'''

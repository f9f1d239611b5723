use super::{HistoryError, StatusUpdate, WorkHistoryStore};
use crate::config::DatabaseConfig;
use crate::models::{JobStatus, NewWorkRecord, WorkRecord};
use crate::services::metrics::DB_QUERY_DURATION;
use async_trait::async_trait;
use chrono::{DateTime, Utc};
use sqlx::postgres::{PgPool, PgPoolOptions};
use sqlx::FromRow;
use std::time::Duration;
use tracing::{info, instrument};
use uuid::Uuid;

const COLUMNS: &str = "id, job_id, user_id, module_name, status, input_data, output_data, \
                       error_message, created_at, started_at, completed_at, updated_at";

#[derive(Debug, FromRow)]
struct WorkRecordRow {
    id: Uuid,
    job_id: String,
    user_id: String,
    module_name: String,
    status: String,
    input_data: serde_json::Value,
    output_data: Option<serde_json::Value>,
    error_message: Option<String>,
    created_at: DateTime<Utc>,
    started_at: Option<DateTime<Utc>>,
    completed_at: Option<DateTime<Utc>>,
    updated_at: DateTime<Utc>,
}

impl TryFrom<WorkRecordRow> for WorkRecord {
    type Error = HistoryError;

    fn try_from(row: WorkRecordRow) -> Result<Self, Self::Error> {
        let status = row
            .status
            .parse::<JobStatus>()
            .map_err(|e| HistoryError::Database(anyhow::anyhow!(e)))?;

        Ok(WorkRecord {
            id: row.id,
            job_id: row.job_id,
            user_id: row.user_id,
            module_name: row.module_name,
            status,
            input_data: row.input_data,
            output_data: row.output_data,
            error_message: row.error_message,
            created_at: row.created_at,
            started_at: row.started_at,
            completed_at: row.completed_at,
            updated_at: row.updated_at,
        })
    }
}

fn db_error(context: &str, e: sqlx::Error) -> HistoryError {
    HistoryError::Database(anyhow::anyhow!("{}: {}", context, e))
}

/// PostgreSQL-backed work history.
#[derive(Clone)]
pub struct PgWorkHistory {
    pool: PgPool,
}

impl PgWorkHistory {
    /// Create a new database connection pool.
    #[instrument(skip(config), fields(service = "pedagogy-service"))]
    pub async fn connect(config: &DatabaseConfig) -> Result<Self, HistoryError> {
        info!(
            max_connections = config.max_connections,
            min_connections = config.min_connections,
            "Connecting to PostgreSQL"
        );

        let pool = PgPoolOptions::new()
            .max_connections(config.max_connections)
            .min_connections(config.min_connections)
            .acquire_timeout(Duration::from_secs(30))
            .idle_timeout(Duration::from_secs(600))
            .connect(&config.url)
            .await
            .map_err(|e| db_error("Failed to connect", e))?;

        info!("PostgreSQL connection pool established");

        Ok(Self { pool })
    }

    pub fn from_pool(pool: PgPool) -> Self {
        Self { pool }
    }

    /// Run database migrations.
    #[instrument(skip(self))]
    pub async fn run_migrations(&self) -> Result<(), HistoryError> {
        info!("Running database migrations");
        sqlx::migrate!("./migrations")
            .run(&self.pool)
            .await
            .map_err(|e| HistoryError::Database(anyhow::anyhow!("Migration failed: {}", e)))?;
        info!("Database migrations completed");
        Ok(())
    }
}

#[async_trait]
impl WorkHistoryStore for PgWorkHistory {
    #[instrument(skip(self, record), fields(job_id = %record.job_id, module = %record.module_name))]
    async fn insert(&self, record: NewWorkRecord) -> Result<WorkRecord, HistoryError> {
        let timer = DB_QUERY_DURATION
            .with_label_values(&["insert_work_record"])
            .start_timer();

        let query = format!(
            r#"
            INSERT INTO user_work_history
                (id, job_id, user_id, module_name, status, input_data, output_data, completed_at)
            VALUES ($1, $2, $3, $4, $5, $6, $7, CASE WHEN $8 THEN NOW() END)
            RETURNING {COLUMNS}
            "#
        );

        let row = sqlx::query_as::<_, WorkRecordRow>(&query)
            .bind(Uuid::new_v4())
            .bind(&record.job_id)
            .bind(&record.user_id)
            .bind(&record.module_name)
            .bind(record.status.as_str())
            .bind(&record.input_data)
            .bind(&record.output_data)
            .bind(record.status.is_terminal())
            .fetch_one(&self.pool)
            .await
            .map_err(|e| match e {
                sqlx::Error::Database(ref db_err) if db_err.is_unique_violation() => {
                    HistoryError::Duplicate(record.job_id.clone())
                }
                _ => db_error("Failed to insert work record", e),
            })?;

        timer.observe_duration();

        row.try_into()
    }

    #[instrument(skip(self))]
    async fn find_by_job_id(&self, job_id: &str) -> Result<Option<WorkRecord>, HistoryError> {
        let timer = DB_QUERY_DURATION
            .with_label_values(&["find_work_record"])
            .start_timer();

        let query = format!("SELECT {COLUMNS} FROM user_work_history WHERE job_id = $1");
        let row = sqlx::query_as::<_, WorkRecordRow>(&query)
            .bind(job_id)
            .fetch_optional(&self.pool)
            .await
            .map_err(|e| db_error("Failed to fetch work record", e))?;

        timer.observe_duration();

        row.map(WorkRecord::try_from).transpose()
    }

    #[instrument(skip(self, update), fields(to = %update.target()))]
    async fn transition(
        &self,
        job_id: &str,
        update: StatusUpdate,
    ) -> Result<WorkRecord, HistoryError> {
        let timer = DB_QUERY_DURATION
            .with_label_values(&["transition_work_record"])
            .start_timer();

        let target = update.target();
        let allowed_from: Vec<String> = JobStatus::predecessors(target)
            .iter()
            .map(|s| s.as_str().to_string())
            .collect();
        let (output, message) = match update {
            StatusUpdate::Processing => (None, None),
            StatusUpdate::Completed { output } => (Some(output), None),
            StatusUpdate::Error { message } => (None, Some(message)),
        };

        // The status guard in WHERE keeps the update atomic against
        // concurrent workers and pollers.
        let query = format!(
            r#"
            UPDATE user_work_history
            SET status = $2,
                started_at = CASE WHEN $2 = 'processing' THEN NOW() ELSE started_at END,
                completed_at = CASE WHEN $2 IN ('completed', 'error') THEN NOW() ELSE completed_at END,
                output_data = COALESCE($3, output_data),
                error_message = COALESCE($4, error_message),
                updated_at = NOW()
            WHERE job_id = $1 AND status = ANY($5)
            RETURNING {COLUMNS}
            "#
        );

        let row = sqlx::query_as::<_, WorkRecordRow>(&query)
            .bind(job_id)
            .bind(target.as_str())
            .bind(output)
            .bind(message)
            .bind(&allowed_from)
            .fetch_optional(&self.pool)
            .await
            .map_err(|e| db_error("Failed to update work record", e))?;

        timer.observe_duration();

        match row {
            Some(row) => row.try_into(),
            None => match self.find_by_job_id(job_id).await? {
                Some(current) => Err(HistoryError::InvalidTransition {
                    job_id: job_id.to_string(),
                    from: current.status,
                    to: target,
                }),
                None => Err(HistoryError::NotFound(job_id.to_string())),
            },
        }
    }

    #[instrument(skip(self))]
    async fn list_for_user(
        &self,
        user_id: &str,
        limit: i64,
    ) -> Result<Vec<WorkRecord>, HistoryError> {
        let timer = DB_QUERY_DURATION
            .with_label_values(&["list_work_records"])
            .start_timer();

        let query = format!(
            r#"
            SELECT {COLUMNS} FROM user_work_history
            WHERE user_id = $1
            ORDER BY created_at DESC
            LIMIT $2
            "#
        );
        let rows = sqlx::query_as::<_, WorkRecordRow>(&query)
            .bind(user_id)
            .bind(limit)
            .fetch_all(&self.pool)
            .await
            .map_err(|e| db_error("Failed to list work records", e))?;

        timer.observe_duration();

        rows.into_iter().map(WorkRecord::try_from).collect()
    }

    #[instrument(skip(self))]
    async fn health_check(&self) -> Result<(), HistoryError> {
        sqlx::query("SELECT 1")
            .execute(&self.pool)
            .await
            .map_err(|e| db_error("Health check failed", e))?;
        Ok(())
    }
}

'''

Instructions for the task =
Every entry above has to be returned exactly as written.

Task result =
repository f9f1d239611b5723
use super::{HistoryError, StatusUpdate, WorkHistoryStore};
use crate::config::DatabaseConfig;
use crate::models::{JobStatus, NewWorkRecord, WorkRecord};
use crate::services::metrics::DB_QUERY_DURATION;
use async_trait::async_trait;
use chrono::{DateTime, Utc};
use sqlx::postgres::{PgPool, PgPoolOptions};
use sqlx::FromRow;
use std::time::Duration;
use tracing::{info, instrument};
use uuid::Uuid;

const COLUMNS: &str = "id, job_id, user_id, module_name, status, input_data, output_data, \
                       error_message, created_at, started_at, completed_at, updated_at";

#[derive(Debug, FromRow)]
struct WorkRecordRow {
    id: Uuid,
    job_id: String,
    user_id: String,
    module_name: String,
    status: String,
    input_data: serde_json::Value,
    output_data: Option<serde_json::Value>,
    error_message: Option<String>,
    created_at: DateTime<Utc>,
    started_at: Option<DateTime<Utc>>,
    completed_at: Option<DateTime<Utc>>,
    updated_at: DateTime<Utc>,
}

impl TryFrom<WorkRecordRow> for WorkRecord {
    type Error = HistoryError;

    fn try_from(row: WorkRecordRow) -> Result<Self, Self::Error> {
        let status = row
            .status
            .parse::<JobStatus>()
            .map_err(|e| HistoryError::Database(anyhow::anyhow!(e)))?;

        Ok(WorkRecord {
            id: row.id,
            job_id: row.job_id,
            user_id: row.user_id,
            module_name: row.module_name,
            status,
            input_data: row.input_data,
            output_data: row.output_data,
            error_message: row.error_message,
            created_at: row.created_at,
            started_at: row.started_at,
            completed_at: row.completed_at,
            updated_at: row.updated_at,
        })
    }
}

fn db_error(context: &str, e: sqlx::Error) -> HistoryError {
    HistoryError::Database(anyhow::anyhow!("{}: {}", context, e))
}

/// PostgreSQL-backed work history.
#[derive(Clone)]
pub struct PgWorkHistory {
    pool: PgPool,
}

impl PgWorkHistory {
    /// Create a new database connection pool.
    #[instrument(skip(config), fields(service = "pedagogy-service"))]
    pub async fn connect(config: &DatabaseConfig) -> Result<Self, HistoryError> {
        info!(
            max_connections = config.max_connections,
            min_connections = config.min_connections,
            "Connecting to PostgreSQL"
        );

        let pool = PgPoolOptions::new()
            .max_connections(config.max_connections)
            .min_connections(config.min_connections)
            .acquire_timeout(Duration::from_secs(30))
            .idle_timeout(Duration::from_secs(600))
            .connect(&config.url)
            .await
            .map_err(|e| db_error("Failed to connect", e))?;

        info!("PostgreSQL connection pool established");

        Ok(Self { pool })
    }

    pub fn from_pool(pool: PgPool) -> Self {
        Self { pool }
    }

    /// Run database migrations.
    #[instrument(skip(self))]
    pub async fn run_migrations(&self) -> Result<(), HistoryError> {
        info!("Running database migrations");
        sqlx::migrate!("./migrations")
            .run(&self.pool)
            .await
            .map_err(|e| HistoryError::Database(anyhow::anyhow!("Migration failed: {}", e)))?;
        info!("Database migrations completed");
        Ok(())
    }
}

#[async_trait]
impl WorkHistoryStore for PgWorkHistory {
    #[instrument(skip(self, record), fields(job_id = %record.job_id, module = %record.module_name))]
    async fn insert(&self, record: NewWorkRecord) -> Result<WorkRecord, HistoryError> {
        let timer = DB_QUERY_DURATION
            .with_label_values(&["insert_work_record"])
            .start_timer();

        let query = format!(
            r#"
            INSERT INTO user_work_history
                (id, job_id, user_id, module_name, status, input_data, output_data, completed_at)
            VALUES ($1, $2, $3, $4, $5, $6, $7, CASE WHEN $8 THEN NOW() END)
            RETURNING {COLUMNS}
            "#
        );

        let row = sqlx::query_as::<_, WorkRecordRow>(&query)
            .bind(Uuid::new_v4())
            .bind(&record.job_id)
            .bind(&record.user_id)
            .bind(&record.module_name)
            .bind(record.status.as_str())
            .bind(&record.input_data)
            .bind(&record.output_data)
            .bind(record.status.is_terminal())
            .fetch_one(&self.pool)
            .await
            .map_err(|e| match e {
                sqlx::Error::Database(ref db_err) if db_err.is_unique_violation() => {
                    HistoryError::Duplicate(record.job_id.clone())
                }
                _ => db_error("Failed to insert work record", e),
            })?;

        timer.observe_duration();

        row.try_into()
    }

    #[instrument(skip(self))]
    async fn find_by_job_id(&self, job_id: &str) -> Result<Option<WorkRecord>, HistoryError> {
        let timer = DB_QUERY_DURATION
            .with_label_values(&["find_work_record"])
            .start_timer();

        let query = format!("SELECT {COLUMNS} FROM user_work_history WHERE job_id = $1");
        let row = sqlx::query_as::<_, WorkRecordRow>(&query)
            .bind(job_id)
            .fetch_optional(&self.pool)
            .await
            .map_err(|e| db_error("Failed to fetch work record", e))?;

        timer.observe_duration();

        row.map(WorkRecord::try_from).transpose()
    }

    #[instrument(skip(self, update), fields(to = %update.target()))]
    async fn transition(
        &self,
        job_id: &str,
        update: StatusUpdate,
    ) -> Result<WorkRecord, HistoryError> {
        let timer = DB_QUERY_DURATION
            .with_label_values(&["transition_work_record"])
            .start_timer();

        let target = update.target();
        let allowed_from: Vec<String> = JobStatus::predecessors(target)
            .iter()
            .map(|s| s.as_str().to_string())
            .collect();
        let (output, message) = match update {
            StatusUpdate::Processing => (None, None),
            StatusUpdate::Completed { output } => (Some(output), None),
            StatusUpdate::Error { message } => (None, Some(message)),
        };

        // The status guard in WHERE keeps the update atomic against
        // concurrent workers and pollers.
        let query = format!(
            r#"
            UPDATE user_work_history
            SET status = $2,
                started_at = CASE WHEN $2 = 'processing' THEN NOW() ELSE started_at END,
                completed_at = CASE WHEN $2 IN ('completed', 'error') THEN NOW() ELSE completed_at END,
                output_data = COALESCE($3, output_data),
                error_message = COALESCE($4, error_message),
                updated_at = NOW()
            WHERE job_id = $1 AND status = ANY($5)
            RETURNING {COLUMNS}
            "#
        );

        let row = sqlx::query_as::<_, WorkRecordRow>(&query)
            .bind(job_id)
            .bind(target.as_str())
            .bind(output)
            .bind(message)
            .bind(&allowed_from)
            .fetch_optional(&self.pool)
            .await
            .map_err(|e| db_error("Failed to update work record", e))?;

        timer.observe_duration();

        match row {
            Some(row) => row.try_into(),
            None => match self.find_by_job_id(job_id).await? {
                Some(current) => Err(HistoryError::InvalidTransition {
                    job_id: job_id.to_string(),
                    from: current.status,
                    to: target,
                }),
                None => Err(HistoryError::NotFound(job_id.to_string())),
            },
        }
    }

    #[instrument(skip(self))]
    async fn list_for_user(
        &self,
        user_id: &str,
        limit: i64,
    ) -> Result<Vec<WorkRecord>, HistoryError> {
        let timer = DB_QUERY_DURATION
            .with_label_values(&["list_work_records"])
            .start_timer();

        let query = format!(
            r#"
            SELECT {COLUMNS} FROM user_work_history
            WHERE user_id = $1
            ORDER BY created_at DESC
            LIMIT $2
            "#
        );
        let rows = sqlx::query_as::<_, WorkRecordRow>(&query)
            .bind(user_id)
            .bind(limit)
            .fetch_all(&self.pool)
            .await
            .map_err(|e| db_error("Failed to list work records", e))?;

        timer.observe_duration();

        rows.into_iter().map(WorkRecord::try_from).collect()
    }

    #[instrument(skip(self))]
    async fn health_check(&self) -> Result<(), HistoryError> {
        sqlx::query("SELECT 1")
            .execute(&self.pool)
            .await
            .map_err(|e| db_error("Health check failed", e))?;
        Ok(())
    }
}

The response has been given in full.